ASSIGNED TASK: Locate the line bearing "index mapping for one chain." in the material below, then reproduce it and each following line up to and including the line bearing "usize, chain: usize".
[Start of Attachment]
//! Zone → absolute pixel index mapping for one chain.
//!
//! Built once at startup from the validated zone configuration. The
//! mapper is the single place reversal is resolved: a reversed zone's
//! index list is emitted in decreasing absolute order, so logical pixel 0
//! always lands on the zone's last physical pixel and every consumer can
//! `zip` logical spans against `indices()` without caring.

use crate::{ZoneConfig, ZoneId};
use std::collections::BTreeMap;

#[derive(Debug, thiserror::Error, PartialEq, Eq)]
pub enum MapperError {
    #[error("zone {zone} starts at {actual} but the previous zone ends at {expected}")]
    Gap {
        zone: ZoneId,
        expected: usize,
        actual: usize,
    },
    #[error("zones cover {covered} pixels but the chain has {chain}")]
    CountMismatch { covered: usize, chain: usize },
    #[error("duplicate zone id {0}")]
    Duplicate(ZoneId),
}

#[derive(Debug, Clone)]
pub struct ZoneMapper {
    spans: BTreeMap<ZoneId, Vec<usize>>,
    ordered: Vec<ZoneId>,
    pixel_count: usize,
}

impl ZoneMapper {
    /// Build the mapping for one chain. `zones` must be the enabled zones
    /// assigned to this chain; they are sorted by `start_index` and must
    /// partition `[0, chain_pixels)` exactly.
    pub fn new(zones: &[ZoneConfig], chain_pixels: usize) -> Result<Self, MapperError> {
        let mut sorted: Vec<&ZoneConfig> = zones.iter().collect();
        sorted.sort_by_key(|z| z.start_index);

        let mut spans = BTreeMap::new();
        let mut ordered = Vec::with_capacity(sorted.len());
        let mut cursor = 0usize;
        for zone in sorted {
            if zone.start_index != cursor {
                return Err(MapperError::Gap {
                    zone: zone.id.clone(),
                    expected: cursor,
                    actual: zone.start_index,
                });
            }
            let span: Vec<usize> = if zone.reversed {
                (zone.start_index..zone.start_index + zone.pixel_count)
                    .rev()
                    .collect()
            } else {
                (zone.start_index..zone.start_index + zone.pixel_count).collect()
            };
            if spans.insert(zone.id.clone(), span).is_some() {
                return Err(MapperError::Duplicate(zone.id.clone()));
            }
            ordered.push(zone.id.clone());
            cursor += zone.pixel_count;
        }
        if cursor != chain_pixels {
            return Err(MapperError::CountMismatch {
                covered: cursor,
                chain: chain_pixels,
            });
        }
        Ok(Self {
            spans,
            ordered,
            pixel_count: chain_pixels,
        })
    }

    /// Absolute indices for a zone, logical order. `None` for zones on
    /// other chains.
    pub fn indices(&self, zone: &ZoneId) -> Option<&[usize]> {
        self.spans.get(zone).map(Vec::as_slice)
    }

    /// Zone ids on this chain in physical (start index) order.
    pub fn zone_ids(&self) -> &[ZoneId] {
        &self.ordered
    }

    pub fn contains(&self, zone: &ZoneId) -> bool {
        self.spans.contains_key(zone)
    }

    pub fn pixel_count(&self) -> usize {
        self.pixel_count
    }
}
[End of Attachment]
[Start of Attachment]
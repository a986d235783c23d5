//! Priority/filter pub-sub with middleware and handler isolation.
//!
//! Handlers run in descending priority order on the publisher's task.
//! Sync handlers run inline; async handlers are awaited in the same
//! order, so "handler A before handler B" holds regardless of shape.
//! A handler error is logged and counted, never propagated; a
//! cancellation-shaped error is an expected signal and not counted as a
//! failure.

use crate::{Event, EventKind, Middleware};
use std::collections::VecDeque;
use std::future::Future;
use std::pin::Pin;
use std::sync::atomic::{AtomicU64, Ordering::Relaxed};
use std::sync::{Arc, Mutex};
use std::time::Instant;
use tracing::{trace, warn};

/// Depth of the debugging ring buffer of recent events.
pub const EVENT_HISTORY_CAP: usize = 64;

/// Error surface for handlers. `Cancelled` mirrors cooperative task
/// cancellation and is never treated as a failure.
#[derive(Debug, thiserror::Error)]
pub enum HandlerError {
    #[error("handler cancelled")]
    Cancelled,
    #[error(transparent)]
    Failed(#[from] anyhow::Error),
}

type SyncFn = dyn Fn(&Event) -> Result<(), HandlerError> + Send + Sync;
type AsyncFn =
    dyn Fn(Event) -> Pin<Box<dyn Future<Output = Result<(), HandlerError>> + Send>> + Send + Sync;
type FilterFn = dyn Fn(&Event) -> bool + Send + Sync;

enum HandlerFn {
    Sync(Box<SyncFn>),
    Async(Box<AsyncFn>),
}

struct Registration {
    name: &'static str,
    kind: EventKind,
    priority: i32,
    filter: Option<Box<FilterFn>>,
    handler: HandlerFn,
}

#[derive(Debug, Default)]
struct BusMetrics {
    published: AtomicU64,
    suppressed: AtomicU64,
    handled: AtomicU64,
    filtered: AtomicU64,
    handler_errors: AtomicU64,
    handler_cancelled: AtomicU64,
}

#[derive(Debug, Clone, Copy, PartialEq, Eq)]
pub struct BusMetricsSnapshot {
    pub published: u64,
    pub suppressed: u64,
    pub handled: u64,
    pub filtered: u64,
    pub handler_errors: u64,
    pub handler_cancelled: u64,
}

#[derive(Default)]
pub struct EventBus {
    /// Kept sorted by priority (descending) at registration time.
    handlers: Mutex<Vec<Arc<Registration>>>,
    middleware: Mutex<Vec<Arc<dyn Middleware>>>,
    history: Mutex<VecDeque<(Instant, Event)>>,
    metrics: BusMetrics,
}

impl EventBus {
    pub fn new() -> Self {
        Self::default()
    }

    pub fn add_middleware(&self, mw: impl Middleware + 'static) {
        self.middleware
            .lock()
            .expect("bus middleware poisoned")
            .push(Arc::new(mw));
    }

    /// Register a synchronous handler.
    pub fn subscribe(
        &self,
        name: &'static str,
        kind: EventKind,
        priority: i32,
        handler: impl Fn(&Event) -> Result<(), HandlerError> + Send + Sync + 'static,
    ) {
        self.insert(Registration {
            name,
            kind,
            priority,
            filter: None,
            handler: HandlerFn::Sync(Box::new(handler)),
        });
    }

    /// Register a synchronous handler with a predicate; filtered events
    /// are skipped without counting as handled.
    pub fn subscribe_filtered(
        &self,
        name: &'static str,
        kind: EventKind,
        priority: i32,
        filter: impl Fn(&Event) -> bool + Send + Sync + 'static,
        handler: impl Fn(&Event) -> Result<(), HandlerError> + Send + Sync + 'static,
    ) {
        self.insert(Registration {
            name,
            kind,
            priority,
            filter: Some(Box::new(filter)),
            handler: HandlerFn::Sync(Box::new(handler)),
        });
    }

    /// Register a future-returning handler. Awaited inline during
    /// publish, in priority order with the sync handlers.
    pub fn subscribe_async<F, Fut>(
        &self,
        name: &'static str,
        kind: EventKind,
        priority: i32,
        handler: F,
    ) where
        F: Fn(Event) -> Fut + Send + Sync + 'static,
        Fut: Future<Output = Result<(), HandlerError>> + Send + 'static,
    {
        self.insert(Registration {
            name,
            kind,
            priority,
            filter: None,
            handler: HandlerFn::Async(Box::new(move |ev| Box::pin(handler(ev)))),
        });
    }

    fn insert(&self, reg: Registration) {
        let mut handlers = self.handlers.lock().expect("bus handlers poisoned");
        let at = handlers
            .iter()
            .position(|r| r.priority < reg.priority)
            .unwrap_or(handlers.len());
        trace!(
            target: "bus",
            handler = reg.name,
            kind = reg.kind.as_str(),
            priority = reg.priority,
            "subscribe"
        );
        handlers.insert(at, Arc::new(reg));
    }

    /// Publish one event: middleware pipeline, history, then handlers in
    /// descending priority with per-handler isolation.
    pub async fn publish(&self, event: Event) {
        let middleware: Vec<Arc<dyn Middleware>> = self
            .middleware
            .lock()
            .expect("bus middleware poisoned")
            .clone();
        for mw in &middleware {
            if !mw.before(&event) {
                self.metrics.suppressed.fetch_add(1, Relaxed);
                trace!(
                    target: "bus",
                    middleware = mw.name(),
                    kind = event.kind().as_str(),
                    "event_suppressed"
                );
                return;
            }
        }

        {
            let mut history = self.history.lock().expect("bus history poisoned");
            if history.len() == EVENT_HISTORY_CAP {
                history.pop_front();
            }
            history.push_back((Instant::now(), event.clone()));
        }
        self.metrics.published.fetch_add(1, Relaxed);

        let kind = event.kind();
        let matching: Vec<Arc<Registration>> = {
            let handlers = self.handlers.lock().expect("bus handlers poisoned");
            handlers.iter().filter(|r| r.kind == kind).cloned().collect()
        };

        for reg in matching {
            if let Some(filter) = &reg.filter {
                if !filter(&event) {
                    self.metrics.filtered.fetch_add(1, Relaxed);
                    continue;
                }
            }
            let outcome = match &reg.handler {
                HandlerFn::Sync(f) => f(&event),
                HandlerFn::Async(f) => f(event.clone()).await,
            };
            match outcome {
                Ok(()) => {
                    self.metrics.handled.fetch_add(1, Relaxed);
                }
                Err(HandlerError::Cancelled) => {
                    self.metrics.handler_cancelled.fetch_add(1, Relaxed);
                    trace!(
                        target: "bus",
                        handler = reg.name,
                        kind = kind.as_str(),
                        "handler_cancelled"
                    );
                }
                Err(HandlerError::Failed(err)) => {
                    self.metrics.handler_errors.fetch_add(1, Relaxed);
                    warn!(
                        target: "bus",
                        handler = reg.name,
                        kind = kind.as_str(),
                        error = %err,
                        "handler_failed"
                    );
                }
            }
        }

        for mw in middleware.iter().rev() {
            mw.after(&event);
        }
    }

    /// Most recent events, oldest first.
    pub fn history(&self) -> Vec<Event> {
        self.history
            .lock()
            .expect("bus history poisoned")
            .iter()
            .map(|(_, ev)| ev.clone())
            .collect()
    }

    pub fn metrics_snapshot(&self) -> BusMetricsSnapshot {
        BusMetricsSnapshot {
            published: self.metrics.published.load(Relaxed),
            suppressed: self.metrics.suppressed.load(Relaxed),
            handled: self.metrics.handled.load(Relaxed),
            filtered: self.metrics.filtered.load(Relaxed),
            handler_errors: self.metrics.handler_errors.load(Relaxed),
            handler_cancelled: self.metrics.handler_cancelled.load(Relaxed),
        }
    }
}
[End of Attachment]
RESPONSE AREA:
//! Zone → absolute pixel index mapping for one chain.
//!
//! Built once at startup from the validated zone configuration. The
//! mapper is the single place reversal is resolved: a reversed zone's
//! index list is emitted in decreasing absolute order, so logical pixel 0
//! always lands on the zone's last physical pixel and every consumer can
//! `zip` logical spans against `indices()` without caring.

use crate::{ZoneConfig, ZoneId};
use std::collections::BTreeMap;

#[derive(Debug, thiserror::Error, PartialEq, Eq)]
pub enum MapperError {
    #[error("zone {zone} starts at {actual} but the previous zone ends at {expected}")]
    Gap {
        zone: ZoneId,
        expected: usize,
        actual: usize,
    },
    #[error("zones cover {covered} pixels but the chain has {chain}")]
    CountMismatch { covered: usize, chain: usize },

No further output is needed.